Poster Presentation 45th Lorne Genome Conference 2024

Machine learning enables pan-cancer identification of mutational hotspots at persistent CTCF binding sites. (#251)

Wenhan Chen 1 , Joanna Achinger-Kawecka 1 , Amanda Khoury 1 , Susan Clark 1
  1. Garvan Institute of Medical Research, Darlinghurst, NSW, Australia

CCCTC-Binding Factor (CTCF) is versatile insulator protein that binds to a highly conserved

DNA motif and facilitates the regulation of three-dimensional (3D) nuclear architecture and

transcription. CTCF binding sites (CTCF-BSs) are among the non-coding DNA sequences

that are frequently mutated in cancer. However, the features of CTCF-BS DNA mutations are

still largely unexplored.

Our previous study identified a small subclass of CTCF-BSs that are resistant to CTCF knock

down, termed here as persistent CTCF binding sites (P-CTCF-BSs). P-CTCF-BSs show high

binding conservation and potentially regulate cell-type constitutive 3D chromatin

architecture. Here, using ICGC patient data we made the striking observation that P-CTCFBSs

display a highly elevated mutation rate in breast and prostate cancer when compared to

all CTCF-BSs.

To further characterise the P-CTCF-BSs mutational burden in other cell-types, we developed

CTCF-INSITE – a tool utilizing machine learning to predict persistence based on genetic and

epigenetic features of experimentally-determined P-CTCF-BSs.
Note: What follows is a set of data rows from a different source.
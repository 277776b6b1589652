//! CLI argument definitions for the local runtime installer.
//!
//! This module defines the command-line interface using clap. It is separated
//! from the main entrypoint to keep the binary small and focused on
//! orchestration.

use crate::budget::{
    DEFAULT_FALLBACK_BASE_URL, DEFAULT_PRIMARY_BASE_URL, DownloadBudget, ReleaseMirrors,
};
use crate::resolver::{ResolverConfig, SystemEnvironment};
use camino::Utf8PathBuf;
use clap::Parser;
use std::time::Duration;

/// Download, verify and cache the Chroma local runtime library.
#[derive(Parser, Debug, Clone)]
#[command(name = "chroma-local-installer")]
#[command(version, about)]
#[command(long_about = concat!(
    "Download, verify and cache the Chroma local runtime library.\n\n",
    "The library archive is fetched from the release mirrors, its checksum is ",
    "checked against the signed SHA256SUMS manifest, and the library is ",
    "extracted into a version-scoped cache directory shared by every process ",
    "on this machine. The resolved library path is printed to stdout.\n\n",
    "If CHROMA_LIB_PATH is set, its value is printed without downloading.",
))]
#[command(after_help = concat!(
    "EXAMPLES:\n",
    "  Pre-populate the default cache in a CI image:\n",
    "    $ chroma-local-installer --quiet\n\n",
    "  Install a specific version into a custom cache:\n",
    "    $ chroma-local-installer --library-version v0.3.1 --cache-dir /opt/chroma\n\n",
    "  Use only an internal mirror:\n",
    "    $ chroma-local-installer --base-url https://mirror.internal/chroma --fallback-url ''",
))]
pub struct Cli {
    /// Library version to install [default: the version this build pins].
    #[arg(long, value_name = "VERSION")]
    pub library_version: Option<String>,

    /// Cache root [default: ~/.cache/chroma/local_shim].
    #[arg(long, value_name = "DIR")]
    pub cache_dir: Option<Utf8PathBuf>,

    /// Primary release mirror.
    #[arg(long, value_name = "URL", default_value = DEFAULT_PRIMARY_BASE_URL)]
    pub base_url: String,

    /// Fallback release mirror; an empty value disables the fallback.
    #[arg(long, value_name = "URL", default_value = DEFAULT_FALLBACK_BASE_URL)]
    pub fallback_url: String,

    /// Attempts against each mirror before moving on.
    #[arg(long, value_name = "N", default_value_t = 3)]
    pub attempts: u32,

    /// Seconds to wait for another process holding the download lock.
    #[arg(long, value_name = "SECS", default_value_t = 45)]
    pub lock_timeout: u64,

    /// Suppress progress output.
    #[arg(short, long)]
    pub quiet: bool,
}

impl Cli {
    /// Build the resolver configuration; downloading is always enabled.
    #[must_use]
    pub fn resolver_config(&self) -> ResolverConfig {
        ResolverConfig {
            library_path: None,
            library_version: self.library_version.clone(),
            cache_dir: self.cache_dir.clone(),
            auto_download: true,
        }
    }

    /// Build the production environment from the mirror and budget flags.
    #[must_use]
    pub fn environment(&self) -> SystemEnvironment {
        let defaults = DownloadBudget::default();
        let fallback = Some(self.fallback_url.trim().to_owned()).filter(|url| !url.is_empty());
        SystemEnvironment {
            budget: DownloadBudget {
                attempts_per_mirror: self.attempts,
                lock: crate::budget::LockSettings {
                    wait_timeout: Duration::from_secs(self.lock_timeout),
                    ..defaults.lock
                },
                ..defaults
            },
            mirrors: ReleaseMirrors::new(self.base_url.clone(), fallback),
            ..SystemEnvironment::default()
        }
    }
}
The P-CTCF-BSs predicted

in all twelve cancer-types tested, show a significantly elevated mutational burden compared

to all other CTCF-BSs. The enrichment is even stronger for mutations with functional impact

to CTCF binding and chromatin looping. Furthermore, using the mutational pattern at the

core binding motif, we found the 12 cancers can be classified into groups, likely to reflect the

unique cancer aetiologies.

Together this study reveals a new class of cancer specific CTCF-BS DNA mutations and

provides insights into their importance in genome organisation in a pan-cancer setting.